CIUDAD DE MÉXICO
La generación de residuos biológico-infecciosos sigue creciendo por la emergencia sanitaria del Covid-19, al tiempo que aumentan las denuncias ante la Profepa por el mal manejo de estos desechos peligrosos que son generados en laboratorios y hospitales.
Tal es el caso del estado de Puebla donde por segunda ocasión durante la pandemia, la Procuraduría Federal de Protección al Ambiente (Profepa), tuvo que clausurar un centro de confinamiento.
En esta ocasión, se trató de un predio donde se almacenaban más de tres toneladas de residuos biológico-infecciosos sin autorización, donde además aseguró un vehículo que contenía este tipo de desechos sin las condiciones adecuadas.
Lo anterior en respuesta al llamado de la Secretaría del Medio Ambiente, Desarrollo Sustentable y Ordenamiento Territorial del Gobierno del Estado de Puebla, para atender una denuncia presentada por colonos del barrio El Cristo en Santa María Xonacatepec.

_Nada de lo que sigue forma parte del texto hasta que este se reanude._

//! Totals, per-period summaries and CSV export of selected records

use super::record::{
    AmountColumn, PayAmounts, PayrollRecord, EMPLOYER_COLUMN, PERIOD_COLUMN, PERSON_COLUMN, ROLE_COLUMN,
};
use crate::error::Result;
use crate::period::CalendarMonth;
use serde::Serialize;
use std::io::Write;

/// Summed pay amounts for one period label
#[derive(Debug, Clone, PartialEq, Serialize)]
pub struct PeriodSummary {
    pub period: String,
    pub period_month: Option<CalendarMonth>,
    pub records: usize,
    pub amounts: PayAmounts,
}

/// Sum of pay amounts over records
pub fn totals<'a>(records: impl IntoIterator<Item = &'a PayrollRecord>) -> PayAmounts {
    let mut total = PayAmounts::default();
    for record in records {
        total += record.amounts;
    }
    total
}

/// Pay amounts grouped by period, in period order
pub fn summary_by_period<'a>(records: impl IntoIterator<Item = &'a PayrollRecord>) -> Vec<PeriodSummary> {
    let mut summaries: Vec<PeriodSummary> = Vec::new();
    for record in records {
        match summaries
            .iter_mut()
            .find(|s| s.period == record.period && s.period_month == record.period_month)
        {
            Some(summary) => {
                summary.records += 1;
                summary.amounts += record.amounts;
            }
            None => summaries.push(PeriodSummary {
                period: record.period.clone(),
                period_month: record.period_month,
                records: 1,
                amounts: record.amounts,
            }),
        }
    }
    summaries.sort_by(|a, b| {
        (a.period_month.is_none(), a.period_month, &a.period).cmp(&(b.period_month.is_none(), b.period_month, &b.period))
    });
    summaries
}

/// Write records as CSV with the identifying columns and the given amount columns
pub fn write_csv<'a, W: Write>(
    records: impl IntoIterator<Item = &'a PayrollRecord>,
    columns: &[AmountColumn],
    writer: W,
) -> Result<()> {
    let mut csv_writer = csv::Writer::from_writer(writer);

    let mut header = vec![PERIOD_COLUMN, EMPLOYER_COLUMN, PERSON_COLUMN, ROLE_COLUMN];
    header.extend(columns.iter().map(AmountColumn::header));
    csv_writer.write_record(&header)?;

    for record in records {
        let mut row = vec![
            record.period.clone(),
            record.employer.clone(),
            record.person.clone(),
            record.role.clone(),
        ];
        row.extend(columns.iter().map(|c| format!("{:.2}", record.amount(*c))));
        csv_writer.write_record(&row)?;
    }

    csv_writer.flush()?;
    Ok(())
}

/// Write per-period summaries as CSV, pay columns only
pub fn write_summary_csv<W: Write>(summaries: &[PeriodSummary], columns: &[AmountColumn], writer: W) -> Result<()> {
    let pay_columns: Vec<AmountColumn> = columns.iter().copied().filter(AmountColumn::is_pay).collect();
    let mut csv_writer = csv::Writer::from_writer(writer);

    let mut header = vec![PERIOD_COLUMN];
    header.extend(pay_columns.iter().map(AmountColumn::header));
    csv_writer.write_record(&header)?;

    for summary in summaries {
        let mut row = vec![summary.period.clone()];
        row.extend(pay_columns.iter().map(|c| format!("{:.2}", summary.amounts.get(*c))));
        csv_writer.write_record(&row)?;
    }

    csv_writer.flush()?;
    Ok(())
}

#[cfg(test)]
mod tests {
    use super::*;
    use crate::history::{load_history_from_reader, HistoryQuery};
    use approx::assert_relative_eq;

    const SAMPLE: &str = "\
Periodo,Empleador,Nick Name,Cargo,Total Activos,Total Comisiones Vivecasa USD,Total Total Nomina USD
January 2024,Viventa,ana,Consultor,3,100,1000
January 2024,Viventa Dos,ana,Consultor,1,50,500
Febrero 2024,Viventa,ana,Consultor,2,$25.5,\"1,200\"
";

    #[test]
    fn test_totals_and_summary() {
        let history = load_history_from_reader(SAMPLE.as_bytes()).unwrap();
        let selected = history.select(&HistoryQuery::new("Consultor", "ana")).unwrap();

        let total = totals(selected.iter().copied());
        assert_relative_eq!(total.vivecasa_commissions, 175.5);
        assert_relative_eq!(total.total_payroll, 2700.0);

        let summary = summary_by_period(selected.iter().copied());
        assert_eq!(summary.len(), 2);
        assert_eq!(summary[0].period, "January 2024");
        assert_eq!(summary[0].records, 2);
        assert_relative_eq!(summary[0].amounts.total_payroll, 1500.0);
        assert_relative_eq!(summary[1].amounts.vivecasa_commissions, 25.5);
    }

    #[test]
    fn test_write_csv_detail() {
        let history = load_history_from_reader(SAMPLE.as_bytes()).unwrap();
        let mut out = Vec::new();
        write_csv(history.records(), history.columns(), &mut out).unwrap();
        let text = String::from_utf8(out).unwrap();
        let mut lines = text.lines();
        assert_eq!(
            lines.next(),
            Some("Periodo,Empleador,Nick Name,Cargo,Total Comisiones Vivecasa USD,Total Total Nomina USD,Total Activos")
        );
        assert_eq!(lines.next(), Some("January 2024,Viventa,ana,Consultor,100.00,1000.00,3.00"));
        assert_eq!(text.lines().count(), 4);
    }

    #[test]
    fn test_write_summary_skips_assets() {
        let history = load_history_from_reader(SAMPLE.as_bytes()).unwrap();
        let summary = summary_by_period(history.records());
        let mut out = Vec::new();
        write_summary_csv(&summary, history.columns(), &mut out).unwrap();
        let text = String::from_utf8(out).unwrap();
        assert_eq!(
            text.lines().next(),
            Some("Periodo,Total Comisiones Vivecasa USD,Total Total Nomina USD")
        );
        assert_eq!(text.lines().nth(2), Some("Febrero 2024,25.50,1200.00"));
    }
}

El viernes 12 de junio, la Profepa realizó la visita de inspección al inmueble donde encontró un total de 2.5 toneladas de residuos peligrosos que estaban sobre el suelo natural y a cielo abierto en las siguientes cantidades: 700 kilos de sangre, 200 kilos de cultivos y cepas, mil kilos de no anatómicos, 200 kilos de punzocortantes, 20 kilos de patológicos y 400 kilos de medicamentos caducos.
Al interior del terreno, halló además un vehículo con caja refrigerada y 700 kilos de estos desechos, que se pretendía depositar en el lugar.
El propietario del predio no presentó la autorización por parte de la Secretaría de Medio Ambiente y Recursos Naturales (Semarnat) y no cumple con las condicionantes para el almacenamiento de residuos biológicos infecciosos como lo establece la Ley en la materia y la Norma Oficial Mexicana 087.
La Profepa impuso como medida de seguridad la clausura total temporal del predio, así como el aseguramiento precautorio del vehículo.